Stored data
####################

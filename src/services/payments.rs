//! Payment processor boundary.
//!
//! The order core talks to the processor through the [`PaymentGateway`]
//! trait; [`StripeGateway`] is the production implementation over Stripe's
//! form-encoded HTTP API.

use async_trait::async_trait;
use serde::Deserialize;
use serde_json::Value;
use tracing::{error, info, instrument};

use crate::errors::ServiceError;

const STRIPE_API_BASE: &str = "https://api.stripe.com/v1";

/// One line presented on the processor's hosted payment page, priced in
/// minor units. Non-free shipping is passed as a synthetic line item.
#[derive(Debug, Clone)]
pub struct SessionLineItem {
    pub name: String,
    pub amount_cents: i64,
    pub quantity: i32,
}

#[derive(Debug, Clone)]
pub struct CreateSessionRequest {
    pub line_items: Vec<SessionLineItem>,
    pub currency: String,
    /// A positive discount creates a one-time processor coupon applied to
    /// the session.
    pub discount_cents: i64,
    pub customer_email: String,
    pub success_url: String,
    pub cancel_url: String,
    /// Echoed back in webhook events; carries the order snapshot used by
    /// the fallback-reconstruction path.
    pub metadata: Value,
}

#[derive(Debug, Clone)]
pub struct GatewaySession {
    pub session_id: String,
    pub url: String,
}

#[derive(Debug, Clone)]
pub struct RefundRequest {
    pub payment_intent: String,
    /// None refunds the full captured amount.
    pub amount_cents: Option<i64>,
    pub reason: Option<String>,
}

#[derive(Debug, Clone)]
pub struct RefundOutcome {
    pub refund_id: String,
    pub status: String,
}

#[cfg_attr(test, mockall::automock)]
#[async_trait]
pub trait PaymentGateway: Send + Sync {
    /// Creates a hosted checkout session and returns its id and redirect URL.
    async fn create_checkout_session(
        &self,
        request: CreateSessionRequest,
    ) -> Result<GatewaySession, ServiceError>;

    /// Creates a refund against a captured payment intent.
    async fn create_refund(&self, request: RefundRequest) -> Result<RefundOutcome, ServiceError>;
}

#[derive(Clone)]
pub struct StripeGateway {
    client: reqwest::Client,
    secret_key: String,
    api_base: String,
}

#[derive(Debug, Deserialize)]
struct StripeSession {
    id: String,
    url: String,
}

#[derive(Debug, Deserialize)]
struct StripeCoupon {
    id: String,
}

#[derive(Debug, Deserialize)]
struct StripeRefund {
    id: String,
    status: String,
}

#[derive(Debug, Deserialize)]
struct StripeErrorBody {
    error: StripeErrorDetail,
}

#[derive(Debug, Deserialize)]
struct StripeErrorDetail {
    message: Option<String>,
}

impl StripeGateway {
    pub fn new(secret_key: String) -> Self {
        Self {
            client: reqwest::Client::new(),
            secret_key,
            api_base: STRIPE_API_BASE.to_string(),
        }
    }

    /// Overrides the API base URL; used to point at a local stub.
    pub fn with_api_base(mut self, api_base: String) -> Self {
        self.api_base = api_base;
        self
    }

    async fn post_form<T: serde::de::DeserializeOwned>(
        &self,
        path: &str,
        form: &[(String, String)],
    ) -> Result<T, ServiceError> {
        let url = format!("{}{}", self.api_base, path);
        let response = self
            .client
            .post(&url)
            .basic_auth(&self.secret_key, None::<&str>)
            .form(form)
            .send()
            .await
            .map_err(|e| {
                error!("Stripe request to {} failed: {}", path, e);
                ServiceError::ExternalServiceError(format!("payment processor unreachable: {e}"))
            })?;

        let status = response.status();
        let body = response.bytes().await.map_err(|e| {
            ServiceError::ExternalServiceError(format!("payment processor response error: {e}"))
        })?;

        if !status.is_success() {
            let detail = serde_json::from_slice::<StripeErrorBody>(&body)
                .ok()
                .and_then(|b| b.error.message)
                .unwrap_or_else(|| format!("HTTP {status}"));
            error!("Stripe call {} rejected: {}", path, detail);
            return Err(ServiceError::PaymentFailed(detail));
        }

        serde_json::from_slice(&body).map_err(|e| {
            ServiceError::ExternalServiceError(format!(
                "unexpected payment processor response: {e}"
            ))
        })
    }

    /// Creates a one-time amount-off coupon in the processor, used to carry
    /// our discount onto the hosted session.
    async fn create_session_coupon(
        &self,
        amount_cents: i64,
        currency: &str,
    ) -> Result<String, ServiceError> {
        let form = vec![
            ("amount_off".to_string(), amount_cents.to_string()),
            ("currency".to_string(), currency.to_lowercase()),
            ("duration".to_string(), "once".to_string()),
        ];
        let coupon: StripeCoupon = self.post_form("/coupons", &form).await?;
        Ok(coupon.id)
    }
}

#[async_trait]
impl PaymentGateway for StripeGateway {
    #[instrument(skip(self, request), fields(lines = request.line_items.len()))]
    async fn create_checkout_session(
        &self,
        request: CreateSessionRequest,
    ) -> Result<GatewaySession, ServiceError> {
        let mut form: Vec<(String, String)> = vec![
            ("mode".to_string(), "payment".to_string()),
            ("success_url".to_string(), request.success_url.clone()),
            ("cancel_url".to_string(), request.cancel_url.clone()),
            ("customer_email".to_string(), request.customer_email.clone()),
        ];

        for (i, item) in request.line_items.iter().enumerate() {
            let prefix = format!("line_items[{i}]");
            form.push((
                format!("{prefix}[price_data][currency]"),
                request.currency.to_lowercase(),
            ));
            form.push((
                format!("{prefix}[price_data][unit_amount]"),
                item.amount_cents.to_string(),
            ));
            form.push((
                format!("{prefix}[price_data][product_data][name]"),
                item.name.clone(),
            ));
            form.push((format!("{prefix}[quantity]"), item.quantity.to_string()));
        }

        if request.discount_cents > 0 {
            let coupon_id = self
                .create_session_coupon(request.discount_cents, &request.currency)
                .await?;
            form.push(("discounts[0][coupon]".to_string(), coupon_id));
        }

        if let Some(metadata) = request.metadata.as_object() {
            for (key, value) in metadata {
                let rendered = match value {
                    Value::String(s) => s.clone(),
                    other => other.to_string(),
                };
                form.push((format!("metadata[{key}]"), rendered));
            }
        }

        let session: StripeSession = self.post_form("/checkout/sessions", &form).await?;
        info!("Created checkout session {}", session.id);

        Ok(GatewaySession {
            session_id: session.id,
            url: session.url,
        })
    }

    #[instrument(skip(self, request), fields(payment_intent = %request.payment_intent))]
    async fn create_refund(&self, request: RefundRequest) -> Result<RefundOutcome, ServiceError> {
        let mut form: Vec<(String, String)> = vec![(
            "payment_intent".to_string(),
            request.payment_intent.clone(),
        )];
        if let Some(amount) = request.amount_cents {
            form.push(("amount".to_string(), amount.to_string()));
        }
        if let Some(reason) = &request.reason {
            // Stripe only accepts a fixed reason vocabulary; free-form text
            // goes into metadata instead.
            form.push(("metadata[reason]".to_string(), reason.clone()));
        }

        let refund: StripeRefund = self.post_form("/refunds", &form).await?;
        info!("Created refund {} ({})", refund.id, refund.status);

        Ok(RefundOutcome {
            refund_id: refund.id,
            status: refund.status,
        })
    }
}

####################

Counting only lines that contain the string "order", how many are there in the data above? Give the number alone.

Solution to the exercise | 2